## WHAT TO PRODUCE
In the records that follow, find the line with "return out;"; from there, retype every line exactly through the line with "pub fn render_entry(entry: &WordEntry)", which also belongs to the answer.

## THE INPUT
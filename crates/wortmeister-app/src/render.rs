use std::fmt::Write as _;

use wortmeister_core::ShellState;
use wortmeister_core::store::HISTORY_LIMIT;
use wortmeister_types::{View, WordEntry};

pub fn render(shell: &ShellState) -> String {
    match shell.view() {
        View::Dashboard => render_dashboard(shell),
        View::Analyzer => render_analyzer(shell),
        View::Library => render_library(shell),
    }
}

pub fn render_header(shell: &ShellState) -> String {
    format!(
        "WortMeister · {} · {} XP",
        shell.level().description(),
        shell.xp()
    )
}

pub fn render_dashboard(shell: &ShellState) -> String {
    let mut out = render_header(shell);
    out.push_str("\n\n");
    out.push_str("  analyzer   Look up a German word\n");
    let _ = writeln!(
        out,
        "  library    Your saved words ({}/{})",
        shell.history().len(),
        HISTORY_LIMIT
    );
    out.push_str("\nType `help` for all commands.");
    out
}

pub fn render_analyzer(shell: &ShellState) -> String {
    let mut out = String::from("Analyzer · type a word to look it up");

    if shell.is_analyzing() {
        let _ = write!(out, "\n\n… analyzing \"{}\"", shell.query());
    } else if let Some(entry) = shell.current() {
        out.push_str("\n\n");
        out.push_str(&render_entry(entry));
    }

    out
}

pub fn render_library(shell: &ShellState) -> String {
    let entries = shell.library();
    let mut out = format!("Library ({})", shell.history().len());
    if !shell.filter().is_empty() {
        let _ = write!(out, " · matching \"{}\"", shell.filter());
    }
    out.push('\n');

    if entries.is_empty() {
        out.push_str("\n  (no words)");
        return out;
    }

    for (i, entry) in entries.iter().enumerate() {
        let _ = write!(out, "\n{:>3}. {}", i + 1, entry.headword());
        if !entry.translation.is_empty() {
            let _ = write!(out, " — {}", entry.translation);
        }
    }

    out
}

/// Full card for one analyzed word
pub fn render_entry(entry: &WordEntry) -> String {
    let mut out = entry.word.clone();

    let details: Vec<&str> = [
        entry.gender.as_deref().unwrap_or_default(),
        entry.part_of_speech.as_str(),
        entry.ipa.as_str(),
    ]
    .into_iter()
    .filter(|d| !d.is_empty())
    .collect();
    if !details.is_empty() {
        let _ = write!(out, "\n{}", details.join(" • "));
    }

    if !entry.translation.is_empty() {
        let _ = write!(out, "\n\n  {}", entry.translation);
    }
    if !entry.definition.is_empty() {
        let _ = write!(out, "\n  {}", entry.definition);
    }
    if !entry.grammar.plural.is_empty() {
        let _ = write!(out, "\n  Plural: {}", entry.grammar.plural);
    }

    let example = &entry.example_sentence;
    if !example.german.is_empty() {
        let _ = write!(out, "\n\n  \"{}\"", example.german);
        if !example.translation.is_empty() {
            let _ = write!(out, "\n  {}", example.translation);
        }
    }

    out
}

pub fn render_help() -> String {
    [
        "Commands:",
        "  dashboard | analyzer | library   switch view",
        "  analyze <word>                   look up a word (bare text works in the analyzer)",
        "  study <word|#>                   open a saved word in the analyzer",
        "  delete <word|#>                  remove a saved word",
        "  search <text>                    filter the library",
        "  say [text]                       pronounce text, or the current word",
        "  example                          pronounce the current example sentence",
        "  level <A1|B1|C1>                 change learner level",
        "  help | quit",
    ]
    .join("\n")
}
use std::env;
use std::path::PathBuf;

use serde::{Deserialize, Serialize};

fn default_data_dir() -> PathBuf {
    if let Ok(dir) = env::var("WORTMEISTER_DATA_DIR") {
        return PathBuf::from(dir);
    }

    dirs::data_dir()
        .map(|dir| dir.join("wortmeister"))
        .unwrap_or_else(|| PathBuf::from(".wortmeister"))
}

#[derive(Debug, Serialize, Deserialize, Clone)]
#[serde(default)]
pub struct StorageConfig {
    /// Directory holding `german_history`, `german_xp` and cached audio
    #[serde(default = "default_data_dir")]
    pub data_dir: PathBuf,
}

impl StorageConfig {
    pub fn audio_dir(&self) -> PathBuf {
        self.data_dir.join("audio")
    }
}

impl Default for StorageConfig {
    fn default() -> Self {
        Self {
            data_dir: default_data_dir(),
        }
    }
}
use async_trait::async_trait;
use reqwest::header::CONTENT_TYPE;

use crate::error::TransportError;

/// Performs one JSON POST against the generation API
#[async_trait]
pub trait Transport: Send + Sync {
    /// POST `body` to `url` authenticated with `api_key`.
    /// Returns the response body of a 2xx response.
    async fn post_json(&self, url: &str, api_key: &str, body: String)
    -> Result<String, TransportError>;
}

#[derive(Clone, Default)]
pub struct ReqwestTransport {
    client: reqwest::Client,
}

impl ReqwestTransport {
    pub fn new() -> Self {
        Self {
            client: reqwest::Client::new(),
        }
    }
}

#[async_trait]
impl Transport for ReqwestTransport {
    async fn post_json(
        &self,
        url: &str,
        api_key: &str,
        body: String,
    ) -> Result<String, TransportError> {
        // reqwest errors carry the request URL, and the URL carries the key
        let response = self
            .client
            .post(url)
            .query(&[("key", api_key)])
            .header(CONTENT_TYPE, "application/json")
            .body(body)
            .send()
            .await
            .map_err(redact)?;

        let status = response.status();
        if !status.is_success() {
            let body = response.text().await.unwrap_or_default();
            return Err(TransportError::Status {
                status: status.as_u16(),
                body,
            });
        }

        response.text().await.map_err(redact)
    }
}

fn redact(error: reqwest::Error) -> TransportError {
    TransportError::Network(error.without_url())
}
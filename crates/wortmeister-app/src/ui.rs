use std::io::{BufRead, Write};

use kanal::{AsyncReceiver, AsyncSender};
use tokio_util::sync::CancellationToken;
use wortmeister_core::ShellState;
use wortmeister_types::{AppEvent, Level, SpeechOutcome, UiEvent, View};

use crate::render::{render, render_help};

const ANALYSIS_FAILED: &str = "Error: could not analyze that word.";

/// Parse one input line. Bare text in the analyzer is a lookup.
pub fn parse_command(line: &str, view: View) -> Result<Option<UiEvent>, String> {
    let line = line.trim();
    if line.is_empty() {
        return Ok(None);
    }

    let (head, rest) = match line.split_once(char::is_whitespace) {
        Some((head, rest)) => (head, rest.trim()),
        None => (line, ""),
    };

    let event = match head.to_lowercase().as_str() {
        "dashboard" | "home" => UiEvent::Navigate(View::Dashboard),
        "analyzer" => UiEvent::Navigate(View::Analyzer),
        "library" => UiEvent::Navigate(View::Library),
        "analyze" => UiEvent::Analyze(required(rest, "analyze <word>")?),
        "study" => UiEvent::Study(required(rest, "study <word|#>")?),
        "delete" | "remove" => UiEvent::Delete(required(rest, "delete <word|#>")?),
        "search" => UiEvent::Search(rest.to_string()),
        "say" => UiEvent::Say((!rest.is_empty()).then(|| rest.to_string())),
        "example" => UiEvent::SayExample,
        "level" => UiEvent::SetLevel(rest.parse::<Level>().map_err(|e| e.to_string())?),
        "help" | "?" => UiEvent::Help,
        "quit" | "exit" => UiEvent::Quit,
        _ if view == View::Analyzer => UiEvent::Analyze(line.to_string()),
        _ => return Err(format!("Unknown command '{head}'. Type `help`.")),
    };

    Ok(Some(event))
}

fn required(rest: &str, usage: &str) -> Result<String, String> {
    if rest.is_empty() {
        return Err(format!("Usage: {usage}"));
    }
    Ok(rest.to_string())
}

#[derive(Debug, Clone, Copy, PartialEq, Eq)]
pub enum Flow {
    Continue,
    Quit,
}

/// Terminal front end: turns input lines into app events and app events
/// into text
pub struct Terminal {
    shell: ShellState,
    ui_to_app_tx: AsyncSender<AppEvent>,
}

impl Terminal {
    pub fn new(level: Level, ui_to_app_tx: AsyncSender<AppEvent>) -> Self {
        Self {
            shell: ShellState::new(level),
            ui_to_app_tx,
        }
    }

    pub fn shell(&self) -> &ShellState {
        &self.shell
    }

    /// Nothing in flight
    pub fn is_idle(&self) -> bool {
        !self.shell.is_analyzing() && !self.shell.is_speaking()
    }

    pub fn prompt(&self) -> String {
        format!("{}> ", self.shell.view().as_str())
    }

    pub async fn handle_line(&mut self, line: &str) -> anyhow::Result<(Flow, String)> {
        let event = match parse_command(line, self.shell.view()) {
            Ok(Some(event)) => event,
            Ok(None) => return Ok((Flow::Continue, String::new())),
            Err(message) => return Ok((Flow::Continue, message)),
        };

        tracing::debug!("UI event: {:?}", event);

        let output = match event {
            UiEvent::Navigate(view) => {
                self.shell.navigate(view);
                if view == View::Analyzer {
                    self.start_pending_study().await?;
                }
                render(&self.shell)
            }
            UiEvent::Analyze(query) => {
                self.shell.navigate(View::Analyzer);
                self.analyze(&query).await?
            }
            UiEvent::Study(selector) => match self.shell.resolve_word(&selector) {
                Some(word) => {
                    self.shell.study(&word);
                    self.start_pending_study().await?;
                    render(&self.shell)
                }
                None => format!("No saved word '{selector}'"),
            },
            UiEvent::Delete(selector) => match self.shell.resolve_word(&selector) {
                Some(word) => {
                    self.ui_to_app_tx
                        .send(AppEvent::RemoveWord(word.clone()))
                        .await?;
                    format!("Removed '{word}'")
                }
                None => format!("No saved word '{selector}'"),
            },
            UiEvent::Search(filter) => {
                self.shell.navigate(View::Library);
                self.shell.set_filter(&filter);
                render(&self.shell)
            }
            UiEvent::Say(text) => {
                let text = text.or_else(|| self.shell.current().map(|e| e.word.clone()));
                self.speak(text.as_deref().unwrap_or_default()).await?
            }
            UiEvent::SayExample => {
                let text = self
                    .shell
                    .current()
                    .map(|e| e.example_sentence.german.clone())
                    .unwrap_or_default();
                self.speak(&text).await?
            }
            UiEvent::SetLevel(level) => {
                self.shell.set_level(level);
                format!("Level set to {}", level.description())
            }
            UiEvent::Help => render_help(),
            UiEvent::Quit => {
                if let Err(e) = self.ui_to_app_tx.send(AppEvent::Quit).await {
                    tracing::debug!("App already stopped: {}", e);
                }
                return Ok((Flow::Quit, String::new()));
            }
        };

        Ok((Flow::Continue, output))
    }

    pub fn handle_app_event(&mut self, event: AppEvent) -> Option<String> {
        match event {
            AppEvent::Snapshot { history, xp } => {
                self.shell.sync(history, xp);
                matches!(self.shell.view(), View::Dashboard | View::Library)
                    .then(|| render(&self.shell))
            }
            AppEvent::AnalysisReady(entry) => {
                let word = entry.word.clone();
                self.shell.finish_analysis(entry);
                if self.shell.view() == View::Analyzer {
                    Some(render(&self.shell))
                } else {
                    Some(format!("Saved '{word}'"))
                }
            }
            AppEvent::AnalysisFailed { word } => {
                tracing::debug!("Analysis of '{}' failed", word);
                self.shell.fail_analysis();
                Some(ANALYSIS_FAILED.to_string())
            }
            AppEvent::SpeechFinished { text, outcome } => {
                self.shell.finish_speech();
                match outcome {
                    SpeechOutcome::Played | SpeechOutcome::Fallback => {
                        tracing::debug!("Spoke '{}' ({:?})", text, outcome);
                        None
                    }
                    SpeechOutcome::Unavailable => Some("Audio unavailable".to_string()),
                }
            }
            AppEvent::Analyze { .. }
            | AppEvent::Speak(_)
            | AppEvent::RemoveWord(_)
            | AppEvent::Quit => None,
        }
    }

    async fn analyze(&mut self, query: &str) -> anyhow::Result<String> {
        let Some(word) = self.shell.begin_analysis(query) else {
            return Ok("Nothing to analyze".to_string());
        };

        self.ui_to_app_tx
            .send(AppEvent::Analyze {
                word,
                level: self.shell.level(),
            })
            .await?;

        Ok(render(&self.shell))
    }

    async fn start_pending_study(&mut self) -> anyhow::Result<()> {
        if let Some(word) = self.shell.take_active_word() {
            self.analyze(&word).await?;
        }
        Ok(())
    }

    async fn speak(&mut self, text: &str) -> anyhow::Result<String> {
        if text.trim().is_empty() {
            return Ok("Nothing to say".to_string());
        }

        let Some(text) = self.shell.begin_speech(text) else {
            return Ok("Audio is still playing".to_string());
        };

        let output = format!("🔊 {text}");
        self.ui_to_app_tx.send(AppEvent::Speak(text)).await?;
        Ok(output)
    }
}

/// Read stdin on a plain thread; a blocked read never holds up runtime shutdown
fn spawn_stdin_reader() -> AsyncReceiver<String> {
    let (tx, rx) = kanal::bounded::<String>(16);

    std::thread::spawn(move || {
        let stdin = std::io::stdin();
        for line in stdin.lock().lines() {
            let Ok(line) = line else {
                break;
            };
            if tx.send(line).is_err() {
                break;
            }
        }
        tracing::debug!("[UI] stdin closed");
    });

    rx.to_async()
}

fn print_output(output: &str) {
    if !output.is_empty() {
        println!("{output}");
    }
}

fn print_prompt(terminal: &Terminal, interactive: bool) {
    if interactive {
        print!("{}", terminal.prompt());
        let _ = std::io::stdout().flush();
    }
}

pub async fn ui_loop(
    level: Level,
    app_to_ui_rx: AsyncReceiver<AppEvent>,
    ui_to_app_tx: AsyncSender<AppEvent>,
    cancel: CancellationToken,
) -> anyhow::Result<()> {
    let interactive = atty::is(atty::Stream::Stdin);
    let lines = spawn_stdin_reader();
    let mut terminal = Terminal::new(level, ui_to_app_tx.clone());
    let mut stdin_open = true;

    loop {
        tokio::select! {
            _ = cancel.cancelled() => {
                tracing::debug!("[UI] Cancelled");
                break;
            }
            event = app_to_ui_rx.recv() => {
                let Ok(event) = event else {
                    tracing::debug!("[UI] App channel closed");
                    break;
                };

                if let Some(output) = terminal.handle_app_event(event) {
                    println!("{output}");
                    print_prompt(&terminal, interactive && stdin_open);
                }

                // piped input: quit once the last request has settled
                if !stdin_open && terminal.is_idle() {
                    terminal.handle_line("quit").await?;
                    break;
                }
            }
            line = lines.recv(), if stdin_open => {
                match line {
                    Ok(line) => {
                        let (flow, output) = terminal.handle_line(&line).await?;
                        print_output(&output);
                        if flow == Flow::Quit {
                            break;
                        }
                        print_prompt(&terminal, interactive);
                    }
                    Err(_) => {
                        stdin_open = false;
                        if terminal.is_idle() {
                            terminal.handle_line("quit").await?;
                            break;
                        }
                    }
                }
            }
        }
    }

    Ok(())
}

## EXPECTED OUTPUT
        return out;
    }

    for (i, entry) in entries.iter().enumerate() {
        let _ = write!(out, "\n{:>3}. {}", i + 1, entry.headword());
        if !entry.translation.is_empty() {
            let _ = write!(out, " — {}", entry.translation);
        }
    }

    out
}

/// Full card for one analyzed word
pub fn render_entry(entry: &WordEntry) -> String {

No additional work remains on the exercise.